Regardless of the political dividends, the attempted social engineering to bring Adivasis into the Hindu fold is going on for a while, said Ramakant Patil. “Every year, they come up with the number of Ganesh idols they managed to install in Adivasi areas,” he said. “In some of the areas, you would see Navratri festival and Janmashtami being sporadically organised as well. This has never been part of their culture.”
Barkya Mangat, a tribal leader and CPM’s district secretary, said the Adivasis do not have a religion. “The concept of god is deeply entrenched in nature for us,” he said. “But over the years, Vanvasi Kalyan Ashram has penetrated the tribal areas and propagated anti-Muslim, anti-Christian thoughts. The Gadchinchle village where the mob lynching happened has been a BJP stronghold for the past decade.”

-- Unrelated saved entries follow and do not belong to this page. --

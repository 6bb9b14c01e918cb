//! Class handles, the prototype chain, and inheritance queries
//!
//! A built class is an immutable [`ClassData`] behind an `Arc`; the
//! [`ClassHandle`] wrapper is the cheap, shareable reference the rest of the
//! crate (and user code) passes around. Member resolution walks the `parent`
//! back-references up to the universal root, so subclasses delegate to their
//! superclass without ever copying or aliasing its member table, so
//! mutating one class's own members can never affect a sibling or an
//! ancestor.
//!
//! The only state that changes after construction is the own member table
//! (through the raw `override` patch operation) and the lazily populated
//! mixin-membership cache.

use crate::builder;
use crate::def::ClassDef;
use crate::error::{ModelError, ModelResult};
use crate::instance::{CallContext, Instance, Receiver};
use crate::value::{MemberMap, Method, Value};
use once_cell::sync::{Lazy, OnceCell};
use parking_lot::{Mutex, RwLock};
use rustc_hash::FxHashMap;
use std::fmt;
use std::sync::atomic::{AtomicU64, Ordering};
use std::sync::Arc;

/// Distinguished member name for constructor chaining
pub(crate) const CONSTRUCTOR_MEMBER: &str = "constructor";

/// Placeholder used in diagnostics for classes without a display name
pub(crate) const ANONYMOUS: &str = "<anonymous>";

/// Global counter for lazily assigned mixin identities
static NEXT_MIXIN_ID: AtomicU64 = AtomicU64::new(1);

/// Stable identity assigned to a class the first time it is queried as a
/// mixin. Used as the key of each class's mixin-membership cache.
#[derive(Debug, Clone, Copy, PartialEq, Eq, Hash)]
pub struct MixinId(u64);

impl MixinId {
    fn next() -> Self {
        MixinId(NEXT_MIXIN_ID.fetch_add(1, Ordering::Relaxed))
    }
}

/// Built class state. Reachable only through a [`ClassHandle`].
pub(crate) struct ClassData {
    /// Optional human-readable name, used only in diagnostics
    pub(crate) display_name: Option<String>,
    /// Immutable superclass back-reference; `None` only for the root
    pub(crate) parent: Option<ClassHandle>,
    /// Own prototype members (locked only for the raw `override` patch path)
    pub(crate) members: RwLock<MemberMap>,
    /// Constructor implementation (explicit or synthesized)
    pub(crate) ctor: Method,
    /// Own abstract-class declaration; never inherited
    pub(crate) is_abstract: bool,
    /// Own statics, including applied inherited statics
    pub(crate) statics: RwLock<MemberMap>,
    /// Merged inherited-statics snapshot propagated to future subclasses
    pub(crate) inherited_statics: Option<MemberMap>,
    /// Mixins directly declared on this class, in declaration order
    pub(crate) mixins: Vec<ClassHandle>,
    /// True when this class was produced by the builder
    pub(crate) built: bool,
    /// Lazily assigned mixin identity
    pub(crate) mixin_id: OnceCell<MixinId>,
    /// Memoized "does self-or-ancestor carry this mixin" answers
    pub(crate) mixin_cache: Mutex<FxHashMap<MixinId, bool>>,
}

/// Reference to a built class
#[derive(Clone)]
pub struct ClassHandle(pub(crate) Arc<ClassData>);

/// The sentinel universal base class. Its constructor is a no-op and every
/// ancestor-chain walk terminates on it.
static UNIVERSAL_ROOT: Lazy<ClassHandle> = Lazy::new(|| {
    ClassHandle(Arc::new(ClassData {
        display_name: None,
        parent: None,
        members: RwLock::new(MemberMap::default()),
        ctor: Method::new(|_ctx, _args| Ok(Value::Null)),
        is_abstract: false,
        statics: RwLock::new(MemberMap::default()),
        inherited_statics: None,
        mixins: Vec::new(),
        built: false,
        mixin_id: OnceCell::new(),
        mixin_cache: Mutex::new(FxHashMap::default()),
    }))
});

/// The universal root class that `create` extends from
pub fn universal_root() -> ClassHandle {
    UNIVERSAL_ROOT.clone()
}

impl ClassHandle {
    /// Wrap an externally defined constructor as a class usable as an ad hoc
    /// superclass or mixin. The result carries no builder metadata: no
    /// mixins of its own, no inherited-statics snapshot, no wrapping of its
    /// members. Ancestor walks and mixin queries handle it like any other
    /// class and terminate correctly at the root.
    pub fn foreign(
        name: Option<&str>,
        parent: Option<ClassHandle>,
        ctor: Method,
        members: MemberMap,
    ) -> ClassHandle {
        ClassHandle(Arc::new(ClassData {
            display_name: name.map(str::to_owned),
            parent,
            members: RwLock::new(members),
            ctor,
            is_abstract: false,
            statics: RwLock::new(MemberMap::default()),
            inherited_statics: None,
            mixins: Vec::new(),
            built: false,
            mixin_id: OnceCell::new(),
            mixin_cache: Mutex::new(FxHashMap::default()),
        }))
    }

    /// The class's display name, if one was given at build time
    pub fn display_name(&self) -> Option<&str> {
        self.0.display_name.as_deref()
    }

    /// Display name or a placeholder, for error messages
    pub(crate) fn diagnostic_name(&self) -> String {
        self.0
            .display_name
            .clone()
            .unwrap_or_else(|| ANONYMOUS.to_string())
    }

    /// The immediate superclass, or `None` for the universal root
    pub fn superclass(&self) -> Option<ClassHandle> {
        self.0.parent.clone()
    }

    /// Whether this is the universal root class
    pub fn is_root(&self) -> bool {
        *self == *UNIVERSAL_ROOT
    }

    /// Whether this class was produced by the builder (as opposed to a
    /// foreign constructor wrapped with [`ClassHandle::foreign`])
    pub fn is_built(&self) -> bool {
        self.0.built
    }

    /// Whether this exact class was declared abstract. The flag is never
    /// inherited: each subclass must redeclare it to stay abstract.
    pub fn is_abstract(&self) -> bool {
        self.0.is_abstract
    }

    /// Mixins directly declared on this class, in declaration order
    pub fn mixins(&self) -> Vec<ClassHandle> {
        self.0.mixins.clone()
    }

    pub(crate) fn constructor(&self) -> Method {
        self.0.ctor.clone()
    }

    pub(crate) fn inherited_statics_snapshot(&self) -> Option<MemberMap> {
        self.0.inherited_statics.clone()
    }

    /// Resolve a member through the prototype chain: own members first, then
    /// each ancestor's, terminating at the root.
    pub fn lookup_member(&self, name: &str) -> Option<Value> {
        let mut current = Some(self.clone());
        while let Some(class) = current {
            if let Some(value) = class.0.members.read().get(name) {
                return Some(value.clone());
            }
            current = class.0.parent.clone();
        }
        None
    }

    /// A member defined directly on this class, ignoring the chain
    pub fn own_member(&self, name: &str) -> Option<Value> {
        self.0.members.read().get(name).cloned()
    }

    /// Collect every member name visible on this class, including inherited
    /// ones, into `names`.
    pub(crate) fn collect_member_names(&self, names: &mut Vec<String>) {
        let mut current = Some(self.clone());
        while let Some(class) = current {
            for name in class.0.members.read().keys() {
                if !names.iter().any(|n| n == name) {
                    names.push(name.clone());
                }
            }
            current = class.0.parent.clone();
        }
    }

    /// The fully resolved member table: every visible member with the
    /// nearest definition winning. Used when this class is applied as a
    /// mixin, so a mixin contributes its inherited members too.
    pub(crate) fn flattened_members(&self) -> MemberMap {
        let mut out = MemberMap::default();
        let mut current = Some(self.clone());
        while let Some(class) = current {
            for (name, value) in class.0.members.read().iter() {
                out.entry(name.clone()).or_insert_with(|| value.clone());
            }
            current = class.0.parent.clone();
        }
        out
    }

    /// A static member of this exact class. Ordinary statics never
    /// propagate; inherited statics were already applied at build time.
    pub fn static_member(&self, name: &str) -> Option<Value> {
        self.0.statics.read().get(name).cloned()
    }

    /// Invoke a static method with this class as the receiver
    pub fn call_static(&self, name: &str, args: &[Value]) -> ModelResult<Value> {
        match self.static_member(name) {
            Some(Value::Method(method)) => {
                let mut ctx = CallContext::new(Receiver::Class(self.clone()));
                method.invoke(&mut ctx, args)
            }
            Some(Value::Abstract) => Err(ModelError::NotImplemented {
                member: name.to_string(),
            }),
            Some(_) => Err(ModelError::NotCallable {
                member: name.to_string(),
            }),
            None => Err(ModelError::MissingMember {
                class: self.diagnostic_name(),
                member: name.to_string(),
            }),
        }
    }

    /// Construct an instance of this class.
    ///
    /// Fails with `AbstractInstantiation` when this exact class (not an
    /// ancestor) is declared abstract, before the constructor implementation
    /// runs. If the constructor returns an object value, that substitute is
    /// honored instead of the freshly allocated instance.
    pub fn instantiate(&self, args: &[Value]) -> ModelResult<Instance> {
        if self.0.is_abstract {
            return Err(ModelError::AbstractInstantiation {
                class: self.diagnostic_name(),
            });
        }

        let instance = Instance::new(self.clone());
        let mut ctx = CallContext::new(Receiver::Instance(instance.clone()));
        match self.0.ctor.invoke(&mut ctx, args)? {
            Value::Object(substitute) => Ok(substitute),
            _ => Ok(instance),
        }
    }

    /// Produce a subclass of this class
    pub fn extend(&self, definition: ClassDef) -> ModelResult<ClassHandle> {
        builder::build(None, self, definition)
    }

    /// Produce a named subclass of this class
    pub fn extend_named(&self, name: &str, definition: ClassDef) -> ModelResult<ClassHandle> {
        builder::build(Some(name), self, definition)
    }

    /// Patch members directly onto this class's own member table,
    /// overwriting same-named members. A raw operation: no superclass-call
    /// wrapping, no statics or mixin processing.
    pub fn apply_override<I>(&self, members: I)
    where
        I: IntoIterator<Item = (String, Value)>,
    {
        let mut own = self.0.members.write();
        for (name, value) in members {
            own.insert(name, value);
        }
    }

    /// This class's lazily assigned mixin identity
    pub(crate) fn mixin_identity(&self) -> MixinId {
        *self.0.mixin_id.get_or_init(MixinId::next)
    }

    /// True when `mixin` appears in this class's own mixin list or in any
    /// ancestor's. Answers are memoized per class, keyed by the mixin's
    /// identity; the cache is never invalidated because classes are
    /// immutable once built.
    pub fn has_mixin(&self, mixin: &ClassHandle) -> bool {
        let id = mixin.mixin_identity();
        if let Some(&cached) = self.0.mixin_cache.lock().get(&id) {
            return cached;
        }

        let mut found = self.0.mixins.iter().any(|m| m == mixin);
        if !found {
            if let Some(parent) = &self.0.parent {
                found = parent.has_mixin(mixin);
            }
        }

        self.0.mixin_cache.lock().insert(id, found);
        found
    }

    /// True when `self` and `other` are the same class, or `other` appears
    /// on `self`'s ancestor chain.
    pub fn is_subclass_of(&self, other: &ClassHandle) -> bool {
        let mut current = Some(self.clone());
        while let Some(class) = current {
            if class == *other {
                return true;
            }
            current = class.0.parent.clone();
        }
        false
    }
}

impl PartialEq for ClassHandle {
    fn eq(&self, other: &Self) -> bool {
        Arc::ptr_eq(&self.0, &other.0)
    }
}

impl Eq for ClassHandle {}

impl fmt::Debug for ClassHandle {
    fn fmt(&self, f: &mut fmt::Formatter<'_>) -> fmt::Result {
        f.debug_struct("ClassHandle")
            .field("name", &self.diagnostic_name())
            .field("abstract", &self.0.is_abstract)
            .finish()
    }
}

/// True when `value` is an object whose run-time class is `class` or a
/// descendant of it, or when `class` is a mixin carried by the object's
/// class. Anything that is not an object value is `false`.
pub fn is_instance_of(value: &Value, class: &ClassHandle) -> bool {
    match value {
        Value::Object(instance) => {
            let runtime_class = instance.class();
            runtime_class.is_subclass_of(class) || runtime_class.has_mixin(class)
        }
        _ => false,
    }
}

/// Value-level subclass query: `false` (never an error) when either input
/// is not a class value.
pub fn is_subclass_of(a: &Value, b: &Value) -> bool {
    match (a, b) {
        (Value::Class(a), Value::Class(b)) => a.is_subclass_of(b),
        _ => false,
    }
}
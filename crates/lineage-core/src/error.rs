//! Error types for class construction and dispatch

/// Result type for class-model operations
pub type ModelResult<T> = Result<T, ModelError>;

/// Errors raised while building classes or dispatching on them.
///
/// Every error is returned synchronously at the call site of `build`,
/// `extend`, instantiation, or a method call. Construction is deterministic,
/// so a caller can fix the definition and simply build again.
#[derive(Debug, Clone, thiserror::Error)]
pub enum ModelError {
    /// Definition input the builder cannot accept
    #[error("invalid class definition: {0}")]
    InvalidDefinition(String),

    /// A class declares an own abstract member without being marked abstract
    #[error("class '{class}' has abstract member '{member}', but is not declared abstract")]
    AbstractMemberNotDeclared {
        /// Diagnostic name of the class being built
        class: String,
        /// Name of the offending member
        member: String,
    },

    /// A concrete subclass leaves an inherited abstract member unimplemented
    #[error("concrete class '{class}' must implement abstract member '{member}', or be declared abstract as well")]
    AbstractMemberUnimplemented {
        /// Diagnostic name of the class being built
        class: String,
        /// Name of the unimplemented member
        member: String,
    },

    /// Instantiating a class whose exact type is declared abstract
    #[error("cannot instantiate abstract class '{class}'")]
    AbstractInstantiation {
        /// Diagnostic name of the abstract class
        class: String,
    },

    /// An abstract member sentinel was invoked without a concrete override
    #[error("abstract member '{member}' must be implemented in a subclass")]
    NotImplemented {
        /// Name of the member that was invoked
        member: String,
    },

    /// Unrecognized method annotation name
    #[error("unknown method annotation: '{0}'")]
    UnknownAnnotation(String),

    /// Member lookup failed on a class or instance
    #[error("class '{class}' has no member '{member}'")]
    MissingMember {
        /// Diagnostic name of the class that was searched
        class: String,
        /// Name of the missing member
        member: String,
    },

    /// A non-callable member was invoked as a method
    #[error("member '{member}' is not callable")]
    NotCallable {
        /// Name of the member
        member: String,
    },

    /// Receiver or value of the wrong kind
    #[error("type mismatch: expected {expected}, got {got}")]
    TypeMismatch {
        /// Expected kind
        expected: String,
        /// Actual kind
        got: String,
    },

    /// A superclass call was made outside of a chained method
    #[error("no superclass call binding is in scope")]
    NoSuperBinding,
}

However, Vasant Bhusara, head of Vanvasi Kalyan Ashram’s branch in Talasari taluka of Palghar, said they do not teach or propagate anti-Muslim or anti-Christian ideology. “We have Muslim and Christian students at our school,” he said. “We don’t believe in discrimination.”
What the Vanvasi Kalyan Ashram does, said Bhusara, is teach students about “our culture”. “We conduct an hour-long shakha at our school,” he said. “Our karyakartas have ensured there is at least one Ganesh idol in every village of Talasari and Dahanu talukas. During the lockdown, we have met several farmers and promoted the usage of organic fertilisers and cow urine.”
The Vanvasi Kalyan Ashram has a hostel where 150 boys and 65 girls from tribal families reside, and a school where 800 students study – the number isn’t alarming considering the population of the district, but it isn’t insignificant either. “On the occasion of Bhumi Poojan in Ayodhya on August 5, we held a small prayer meeting,” said Bhusara. “Some of our students had arrived. We sang bhajans and did the aarti of Lord Ram.”
Datta Karbat of the Adivasi Ekta Parishad in Palghar said Islamophobia among the Adivasis is sometimes overstated but the brainwashing along those lines is happening. "Adivasi, literally translates to 'first inhabitants', while Vanvasi means 'forest dwellers'," said Karbat. "With Hindus being claimed as the first inhabitants of this land, there is a concerted attempt to end the usage of the word Adivasi and replace it with Vanvasi."